### Task requirements
Would you please retype, exactly, the lines of the listing below between the line with "assert_eq!(next.len(), 1);" and the line with "FindNodeLookup::new(Id160::MAX, self_node.id, vec![]);", inclusive?

### Source information
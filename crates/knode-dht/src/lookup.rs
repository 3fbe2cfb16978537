//! Iterative lookup state machines.
//!
//! These types hold pure candidate-tracking state; they decide *what* to
//! send next but never perform I/O themselves — [`crate::engine::Engine`]
//! drives them from events delivered off the wire.

use std::collections::BTreeMap;

use knode_id::{Endpoint, Id160};

use crate::node::Node;
use crate::ALPHA;

/// A candidate's position in one iterative lookup's lifecycle.
#[derive(Clone, Copy, Debug, PartialEq, Eq)]
pub enum CandidateState {
    /// Known but not yet queried.
    Unknown,
    /// A request has been sent; awaiting response or timeout.
    Contacted,
    /// Replied successfully.
    Responded,
    /// Timed out without a response.
    TimedOut,
}

/// One peer under consideration by a lookup task.
#[derive(Clone, Debug)]
pub struct Candidate {
    /// The candidate's identity.
    pub id: Id160,
    /// The candidate's network address.
    pub endpoint: Endpoint,
    /// Its current lifecycle state.
    pub state: CandidateState,
}

/// The candidate set shared by every iterative lookup kind: a map keyed by
/// XOR distance from `target` (unique, since XOR is a bijection for a fixed
/// target), plus an in-flight counter bounding concurrency to [`ALPHA`].
pub struct Candidates {
    target: Id160,
    self_id: Id160,
    by_distance: BTreeMap<Id160, Candidate>,
    in_flight: usize,
}

impl Candidates {
    /// Seed a fresh candidate set from the routing table's closest known
    /// peers to `target`.
    pub fn new(target: Id160, self_id: Id160, seeds: Vec<Node>) -> Self {
        let mut set = Self {
            target,
            self_id,
            by_distance: BTreeMap::new(),
            in_flight: 0,
        };
        for seed in seeds {
            set.offer(seed.id, seed.endpoint);
        }
        set
    }

    /// The target this lookup is searching for.
    pub fn target(&self) -> Id160 {
        self.target
    }

    /// Offer a newly-learned peer as a candidate, ignored if it is the local
    /// node, the target itself, or already known.
    pub fn offer(&mut self, id: Id160, endpoint: Endpoint) {
        if id == self.self_id {
            return;
        }
        let distance = id.distance(&self.target);
        self.by_distance.entry(distance).or_insert(Candidate {
            id,
            endpoint,
            state: CandidateState::Unknown,
        });
    }

    /// Mark up to `ALPHA - in_flight` `Unknown` candidates, nearest first, as
    /// `Contacted` and return them.
    pub fn next_batch(&mut self) -> Vec<Candidate> {
        let budget = ALPHA.saturating_sub(self.in_flight);
        let mut batch = Vec::with_capacity(budget);
        for candidate in self.by_distance.values_mut() {
            if batch.len() >= budget {
                break;
            }
            if candidate.state == CandidateState::Unknown {
                candidate.state = CandidateState::Contacted;
                batch.push(candidate.clone());
            }
        }
        self.in_flight += batch.len();
        batch
    }

    /// Record that `id` responded successfully.
    pub fn mark_responded(&mut self, id: Id160) {
        let distance = id.distance(&self.target);
        if let Some(c) = self.by_distance.get_mut(&distance) {
            if c.state == CandidateState::Contacted {
                self.in_flight = self.in_flight.saturating_sub(1);
            }
            c.state = CandidateState::Responded;
        }
    }

    /// Record that `id` timed out.
    pub fn mark_timed_out(&mut self, id: Id160) {
        let distance = id.distance(&self.target);
        if let Some(c) = self.by_distance.get_mut(&distance) {
            if c.state == CandidateState::Contacted {
                self.in_flight = self.in_flight.saturating_sub(1);
            }
            c.state = CandidateState::TimedOut;
        }
    }

    /// Whether no requests are outstanding and no unqueried candidates
    /// remain.
    pub fn is_complete(&self) -> bool {
        self.in_flight == 0
            && !self
                .by_distance
                .values()
                .any(|c| c.state == CandidateState::Unknown)
    }

    /// All `Responded` candidates, nearest first.
    pub fn responded(&self) -> Vec<Candidate> {
        self.by_distance
            .values()
            .filter(|c| c.state == CandidateState::Responded)
            .cloned()
            .collect()
    }

    /// Every candidate currently tracked, nearest first.
    pub fn all(&self) -> Vec<Candidate> {
        self.by_distance.values().cloned().collect()
    }
}

/// State for one `FIND_NODE` iterative lookup.
pub struct FindNodeLookup {
    /// The shared candidate set.
    pub candidates: Candidates,
}

impl FindNodeLookup {
    /// Start a lookup for `target`, seeded from `seeds`.
    pub fn new(target: Id160, self_id: Id160, seeds: Vec<Node>) -> Self {
        Self {
            candidates: Candidates::new(target, self_id, seeds),
        }
    }

    /// Whether the lookup has run to completion.
    pub fn is_complete(&self) -> bool {
        self.candidates.is_complete()
    }
}

/// State for one `FIND_VALUE` iterative lookup: a `FIND_NODE` lookup that
/// completes early if a value is found.
pub struct FindValueLookup {
    /// The shared candidate set.
    pub candidates: Candidates,
    /// The value found, once a peer returns one.
    pub found: Option<Vec<u8>>,
}

impl FindValueLookup {
    /// Start a lookup for `key`, seeded from `seeds`.
    pub fn new(key: Id160, self_id: Id160, seeds: Vec<Node>) -> Self {
        Self {
            candidates: Candidates::new(key, self_id, seeds),
            found: None,
        }
    }

    /// Whether the lookup has run to completion (a value was found, or the
    /// candidate set was exhausted).
    pub fn is_complete(&self) -> bool {
        self.found.is_some() || self.candidates.is_complete()
    }
}

/// State for one `STORE_VALUE` lookup: a `FIND_NODE` lookup whose completion
/// replicates the value to the nearest responded candidates.
pub struct StoreLookup {
    /// The shared candidate set.
    pub candidates: Candidates,
    /// The value being stored.
    pub value: Vec<u8>,
}

impl StoreLookup {
    /// Start a store lookup for `key`/`value`, seeded from `seeds`.
    pub fn new(key: Id160, value: Vec<u8>, self_id: Id160, seeds: Vec<Node>) -> Self {
        Self {
            candidates: Candidates::new(key, self_id, seeds),
            value,
        }
    }

    /// Whether the lookup has run to completion.
    pub fn is_complete(&self) -> bool {
        self.candidates.is_complete()
    }
}

#[cfg(test)]
mod tests {
    use super::*;
    use std::net::{IpAddr, Ipv4Addr};

    fn node(tag: u8) -> Node {
        let mut bytes = [0u8; knode_id::BYTES];
        bytes[0] = tag;
        Node::new(
            Id160::from_bytes(bytes),
            Endpoint::new(IpAddr::V4(Ipv4Addr::new(10, 0, 0, tag)), 4000 + tag as u16),
        )
    }

    #[test]
    fn next_batch_respects_alpha() {
        let seeds: Vec<Node> = (1..=10u8).map(node).collect();
        let mut lookup = FindNodeLookup::new(Id160::MAX, node(0).id, seeds);
        let batch = lookup.candidates.next_batch();
        assert_eq!(batch.len(), ALPHA);
        assert!(lookup.candidates.next_batch().is_empty());
    }

    #[test]
    fn responding_frees_in_flight_budget() {
        let seeds: Vec<Node> = (1..=10u8).map(node).collect();
        let mut lookup = FindNodeLookup::new(Id160::MAX, node(0).id, seeds);
        let batch = lookup.candidates.next_batch();
        lookup.candidates.mark_responded(batch[0].id);
        let next = lookup.candidates.next_batch();
        assert_eq!(next.len(), 1);
    }

    #[test]
    fn completes_when_all_candidates_resolved() {
        let seeds: Vec<Node> = (1..=3u8).map(node).collect();
        let mut lookup = FindNodeLookup::new(Id160::MAX, node(0).id, seeds);
        let batch = lookup.candidates.next_batch();
        assert_eq!(batch.len(), 3);
        for c in &batch {
            lookup.candidates.mark_responded(c.id);
        }
        assert!(lookup.is_complete());
    }

    #[test]
    fn self_id_is_never_offered_as_a_candidate() {
        let self_node = node(0);
        let mut lookup = FindNodeLookup::new(Id160::MAX, self_node.id, vec![]);
        lookup.candidates.offer(self_node.id, self_node.endpoint);
        assert!(lookup.candidates.all().is_empty());
    }

    #[test]
    fn find_value_completes_once_a_value_is_found() {
        let seeds: Vec<Node> = (1..=3u8).map(node).collect();
        let mut lookup = FindValueLookup::new(Id160::MAX, node(0).id, seeds);
        assert!(!lookup.is_complete());
        lookup.found = Some(vec![1, 2, 3]);
        assert!(lookup.is_complete());
    }
}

### Result
        assert_eq!(next.len(), 1);
    }

    #[test]
    fn completes_when_all_candidates_resolved() {
        let seeds: Vec<Node> = (1..=3u8).map(node).collect();
        let mut lookup = FindNodeLookup::new(Id160::MAX, node(0).id, seeds);
        let batch = lookup.candidates.next_batch();
        assert_eq!(batch.len(), 3);
        for c in &batch {
            lookup.candidates.mark_responded(c.id);
        }
        assert!(lookup.is_complete());
    }

    #[test]
    fn self_id_is_never_offered_as_a_candidate() {
        let self_node = node(0);
        let mut lookup = FindNodeLookup::new(Id160::MAX, self_node.id, vec![]);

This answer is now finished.